Genomische DNA aus den RFP-positiven Blutzellen wurde PCR verstärkt und zur Sequenzanalyse subkloniert. Verschiedene Mutationen werden erkannt und 69% der Klone zeigen a-frame- oder vorzeitige Stop-Mutationen. Um mit diesem Verfahren erfolgreich zu sein, sind die Vorbereitung eines hohen Antivirenbestands und optimierte Bedingungen für die Transduktion und Transplantation hämatopoetischer Zellen erforderlich.

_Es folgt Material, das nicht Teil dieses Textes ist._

//! Bounded push execution.
//!
//! Image pushes are the only concurrent phase of a promotion. At most
//! `parallelism` tasks run at any instant. The first failure stops new work
//! from starting; tasks already running finish, and the failure is reported.

use std::path::Path;
use std::sync::atomic::{AtomicBool, Ordering};
use std::sync::Arc;

use async_trait::async_trait;
use tokio::sync::{mpsc, Mutex, Semaphore};
use tokio::task::{JoinError, JoinSet};
use tracing::{debug, info, warn};

use crate::bazel::Bazel;
use crate::error::{PrerError, Result};
use crate::process;

/// How a push task is executed.
#[derive(Debug, Clone, PartialEq, Eq)]
pub enum PushCommand {
    /// A pre-resolved executable with arguments.
    Exec(Vec<String>),
    /// A build target; resolved to its built executable, or `run` through
    /// the build tool when no such file exists.
    Target(String),
}

/// One unit of push work.
#[derive(Debug, Clone, PartialEq, Eq)]
pub struct PushTask {
    pub identifier: String,
    pub command: PushCommand,
}

impl PushTask {
    /// Task from a pre-resolved command line (split on whitespace).
    pub fn resolved(command_line: &str) -> Result<Self> {
        let argv: Vec<String> = command_line.split_whitespace().map(str::to_string).collect();
        if argv.is_empty() {
            return Err(PrerError::InvalidConfig(
                "resolved_push must not be empty".to_string(),
            ));
        }
        Ok(Self {
            identifier: command_line.trim().to_string(),
            command: PushCommand::Exec(argv),
        })
    }

    /// Task for a push target discovered in the build graph.
    pub fn for_target(target: impl Into<String>) -> Self {
        let target = target.into();
        Self {
            identifier: target.clone(),
            command: PushCommand::Target(target),
        }
    }
}

/// Executes a single push task.
#[async_trait]
pub trait TaskRunner: Send + Sync {
    async fn run(&self, task: &PushTask) -> Result<()>;
}

/// [`TaskRunner`] running commands as subprocesses of the build workspace.
#[derive(Debug, Clone)]
pub struct BazelTaskRunner {
    bazel: Bazel,
}

impl BazelTaskRunner {
    pub fn new(bazel: Bazel) -> Self {
        Self { bazel }
    }

    async fn is_regular_file(path: &Path) -> bool {
        tokio::fs::metadata(path)
            .await
            .map(|m| m.is_file())
            .unwrap_or(false)
    }
}

#[async_trait]
impl TaskRunner for BazelTaskRunner {
    async fn run(&self, task: &PushTask) -> Result<()> {
        let cwd = Some(self.bazel.workspace());
        match &task.command {
            PushCommand::Exec(argv) => {
                let (program, args) = argv.split_first().ok_or_else(|| {
                    PrerError::InvalidConfig(format!("empty command for {}", task.identifier))
                })?;
                let program = self.bazel.executable(program);
                process::run(&program.to_string_lossy(), args, cwd).await?;
            }
            PushCommand::Target(target) => {
                let exe = self.bazel.executable(target);
                if Self::is_regular_file(&exe).await {
                    let none: [&str; 0] = [];
                    process::run(&exe.to_string_lossy(), &none, cwd).await?;
                } else {
                    info!(target = %target, "target is not a file, running as a command");
                    let program = self.bazel.executable(self.bazel.command());
                    process::run(&program.to_string_lossy(), &["run", target.as_str()], cwd)
                        .await?;
                }
            }
        }
        Ok(())
    }
}

/// Runs push tasks with a fixed concurrency bound.
#[derive(Clone)]
pub struct PushExecutor {
    runner: Arc<dyn TaskRunner>,
    parallelism: usize,
}

impl PushExecutor {
    /// `parallelism` below 1 is treated as 1.
    pub fn new(runner: Arc<dyn TaskRunner>, parallelism: usize) -> Self {
        Self {
            runner,
            parallelism: parallelism.max(1),
        }
    }

    pub fn parallelism(&self) -> usize {
        self.parallelism
    }

    /// Spawn one task per item, gated by a semaphore.
    ///
    /// Returns the number of tasks that completed.
    pub async fn run_each(&self, tasks: Vec<PushTask>) -> Result<usize> {
        let semaphore = Arc::new(Semaphore::new(self.parallelism));
        let failed = Arc::new(AtomicBool::new(false));
        let mut set = JoinSet::new();

        for task in tasks {
            let permit = Arc::clone(&semaphore)
                .acquire_owned()
                .await
                .map_err(|e| push_failed(&task.identifier, e.to_string()))?;
            if failed.load(Ordering::SeqCst) {
                debug!(task = %task.identifier, "not started after earlier failure");
                break;
            }

            let runner = Arc::clone(&self.runner);
            let failed = Arc::clone(&failed);
            set.spawn(async move {
                let _permit = permit;
                info!(task = %task.identifier, "pushing");
                runner.run(&task).await.map_err(|e| {
                    failed.store(true, Ordering::SeqCst);
                    push_failed(&task.identifier, e.to_string())
                })
            });
        }

        let mut completed = 0;
        let mut first_error = None;
        while let Some(joined) = set.join_next().await {
            match flatten(joined) {
                Ok(()) => completed += 1,
                Err(e) => record_failure(&mut first_error, e),
            }
        }

        match first_error {
            Some(e) => Err(e),
            None => Ok(completed),
        }
    }

    /// Feed tasks through a channel to `parallelism` worker loops.
    ///
    /// Dropping the sender after the last task is the end-of-work signal.
    /// Returns the number of tasks that completed.
    pub async fn run_pool<I>(&self, tasks: I) -> Result<usize>
    where
        I: IntoIterator<Item = PushTask>,
    {
        let (tx, rx) = mpsc::channel::<PushTask>(self.parallelism);
        let rx = Arc::new(Mutex::new(rx));
        let failed = Arc::new(AtomicBool::new(false));
        let mut workers = JoinSet::new();

        for worker in 0..self.parallelism {
            let rx = Arc::clone(&rx);
            let runner = Arc::clone(&self.runner);
            let failed = Arc::clone(&failed);
            workers.spawn(async move {
                let mut done = 0usize;
                loop {
                    let next = rx.lock().await.recv().await;
                    let Some(task) = next else {
                        return Ok(done);
                    };
                    if failed.load(Ordering::SeqCst) {
                        return Ok(done);
                    }
                    debug!(worker, task = %task.identifier, "pushing");
                    if let Err(e) = runner.run(&task).await {
                        failed.store(true, Ordering::SeqCst);
                        return Err(push_failed(&task.identifier, e.to_string()));
                    }
                    done += 1;
                }
            });
        }
        drop(rx);

        for task in tasks {
            if failed.load(Ordering::SeqCst) {
                break;
            }
            // Fails once every worker has exited and dropped the receiver.
            if tx.send(task).await.is_err() {
                break;
            }
        }
        drop(tx);

        let mut completed = 0;
        let mut first_error = None;
        while let Some(joined) = workers.join_next().await {
            match joined {
                Ok(Ok(done)) => completed += done,
                Ok(Err(e)) => record_failure(&mut first_error, e),
                Err(e) => record_failure(&mut first_error, join_failed(e)),
            }
        }

        match first_error {
            Some(e) => Err(e),
            None => Ok(completed),
        }
    }
}

fn push_failed(identifier: &str, reason: String) -> PrerError {
    PrerError::PushFailed {
        identifier: identifier.to_string(),
        reason,
    }
}

fn join_failed(e: JoinError) -> PrerError {
    push_failed("worker", e.to_string())
}

fn flatten(joined: std::result::Result<Result<()>, JoinError>) -> Result<()> {
    joined.map_err(join_failed)?
}

fn record_failure(slot: &mut Option<PrerError>, e: PrerError) {
    warn!(error = %e, "push failed");
    if slot.is_none() {
        *slot = Some(e);
    }
}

Wir haben diese Technik angewendet, um das Gesetz über Herz-Kreislauf-Erkrankungen zu studieren. Aber es ist auch nützlich, hämatologische Malignität zu studieren. Diese Methode ermöglicht es uns, die Funktionen neuer Arten von Genen im hämatopoetischen System hocheffizient und hocheffizient zu untersuchen.
Wir sammeln dies über die Verfügbarkeit von transgenen Mäusen.